Content starts

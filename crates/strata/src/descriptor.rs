//! The result of an analysis run.

use crate::graph::ArchitectureGraph;
use std::fmt::Write as _;
use std::sync::OnceLock;

/// Final graph, impacted ids and marked ids of one run, plus a summary report.
///
/// The report is rendered on first read and cached. Replacing any part, or
/// borrowing the graph mutably, drops the cache so the next read reflects the
/// current state.
#[derive(Debug, Clone)]
pub struct ImpactAnalysisDescriptor {
    graph: ArchitectureGraph,
    impacted: Vec<String>,
    marked: Vec<String>,
    report: OnceLock<String>,
}

impl ImpactAnalysisDescriptor {
    /// Assemble a descriptor.
    #[must_use]
    pub fn new(graph: ArchitectureGraph, impacted: Vec<String>, marked: Vec<String>) -> Self {
        Self {
            graph,
            impacted,
            marked,
            report: OnceLock::new(),
        }
    }

    /// The decorated graph.
    #[must_use]
    pub fn graph(&self) -> &ArchitectureGraph {
        &self.graph
    }

    /// Mutable access to the graph. Invalidates the report.
    pub fn graph_mut(&mut self) -> &mut ArchitectureGraph {
        self.report = OnceLock::new();
        &mut self.graph
    }

    /// Replace the graph.
    pub fn set_graph(&mut self, graph: ArchitectureGraph) {
        self.graph = graph;
        self.report = OnceLock::new();
    }

    /// Directly impacted ids, in the order the tracker reported them.
    #[must_use]
    pub fn impacted(&self) -> &[String] {
        &self.impacted
    }

    /// Replace the impacted ids.
    pub fn set_impacted(&mut self, impacted: Vec<String>) {
        self.impacted = impacted;
        self.report = OnceLock::new();
    }

    /// Marked ids: impacted nodes and all their dependents, sorted.
    #[must_use]
    pub fn marked(&self) -> &[String] {
        &self.marked
    }

    /// Replace the marked ids.
    pub fn set_marked(&mut self, marked: Vec<String>) {
        self.marked = marked;
        self.report = OnceLock::new();
    }

    /// Human-readable summary.
    ///
    /// ```text
    /// - Total nodes: 3
    /// - Total edges: 2
    /// - Directly impacted components: 1
    ///   > Core.Util
    /// - Globally impacted components: 2
    ///   > App.Main
    ///   > Core.Util
    /// ```
    pub fn report(&self) -> &str {
        self.report.get_or_init(|| self.render_report())
    }

    /// Consume the descriptor.
    #[must_use]
    pub fn into_parts(self) -> (ArchitectureGraph, Vec<String>, Vec<String>) {
        (self.graph, self.impacted, self.marked)
    }

    fn render_report(&self) -> String {
        let mut report = String::new();
        let _ = writeln!(report, "- Total nodes: {}", self.graph.node_count());
        let _ = writeln!(report, "- Total edges: {}", self.graph.edge_count());
        write_section(&mut report, "Directly impacted components", &self.impacted);
        write_section(&mut report, "Globally impacted components", &self.marked);
        report
    }
}

fn write_section(report: &mut String, title: &str, ids: &[String]) {
    if ids.is_empty() {
        let _ = writeln!(report, "- {title}: NONE");
        return;
    }
    let _ = writeln!(report, "- {title}: {}", ids.len());
    for id in ids {
        let _ = writeln!(report, "  > {id}");
    }
}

Content ends

Extract all the entries word for word.

- Written response -
filename crates/strata/src/descriptor.rs
//! The result of an analysis run.

use crate::graph::ArchitectureGraph;
use std::fmt::Write as _;
use std::sync::OnceLock;

/// Final graph, impacted ids and marked ids of one run, plus a summary report.
///
/// The report is rendered on first read and cached. Replacing any part, or
/// borrowing the graph mutably, drops the cache so the next read reflects the
/// current state.
#[derive(Debug, Clone)]
pub struct ImpactAnalysisDescriptor {
    graph: ArchitectureGraph,
    impacted: Vec<String>,
    marked: Vec<String>,
    report: OnceLock<String>,
}

impl ImpactAnalysisDescriptor {
    /// Assemble a descriptor.
    #[must_use]
    pub fn new(graph: ArchitectureGraph, impacted: Vec<String>, marked: Vec<String>) -> Self {
        Self {
            graph,
            impacted,
            marked,
            report: OnceLock::new(),
        }
    }

    /// The decorated graph.
    #[must_use]
    pub fn graph(&self) -> &ArchitectureGraph {
        &self.graph
    }

    /// Mutable access to the graph. Invalidates the report.
    pub fn graph_mut(&mut self) -> &mut ArchitectureGraph {
        self.report = OnceLock::new();
        &mut self.graph
    }

    /// Replace the graph.
    pub fn set_graph(&mut self, graph: ArchitectureGraph) {
        self.graph = graph;
        self.report = OnceLock::new();
    }

    /// Directly impacted ids, in the order the tracker reported them.
    #[must_use]
    pub fn impacted(&self) -> &[String] {
        &self.impacted
    }

    /// Replace the impacted ids.
    pub fn set_impacted(&mut self, impacted: Vec<String>) {
        self.impacted = impacted;
        self.report = OnceLock::new();
    }

    /// Marked ids: impacted nodes and all their dependents, sorted.
    #[must_use]
    pub fn marked(&self) -> &[String] {
        &self.marked
    }

    /// Replace the marked ids.
    pub fn set_marked(&mut self, marked: Vec<String>) {
        self.marked = marked;
        self.report = OnceLock::new();
    }

    /// Human-readable summary.
    ///
    /// ```text
    /// - Total nodes: 3
    /// - Total edges: 2
    /// - Directly impacted components: 1
    ///   > Core.Util
    /// - Globally impacted components: 2
    ///   > App.Main
    ///   > Core.Util
    /// ```
    pub fn report(&self) -> &str {
        self.report.get_or_init(|| self.render_report())
    }

    /// Consume the descriptor.
    #[must_use]
    pub fn into_parts(self) -> (ArchitectureGraph, Vec<String>, Vec<String>) {
        (self.graph, self.impacted, self.marked)
    }

    fn render_report(&self) -> String {
        let mut report = String::new();
        let _ = writeln!(report, "- Total nodes: {}", self.graph.node_count());
        let _ = writeln!(report, "- Total edges: {}", self.graph.edge_count());
        write_section(&mut report, "Directly impacted components", &self.impacted);
        write_section(&mut report, "Globally impacted components", &self.marked);
        report
    }
}

fn write_section(report: &mut String, title: &str, ids: &[String]) {
    if ids.is_empty() {
        let _ = writeln!(report, "- {title}: NONE");
        return;
    }
    let _ = writeln!(report, "- {title}: {}", ids.len());
    for id in ids {
        let _ = writeln!(report, "  > {id}");
    }
}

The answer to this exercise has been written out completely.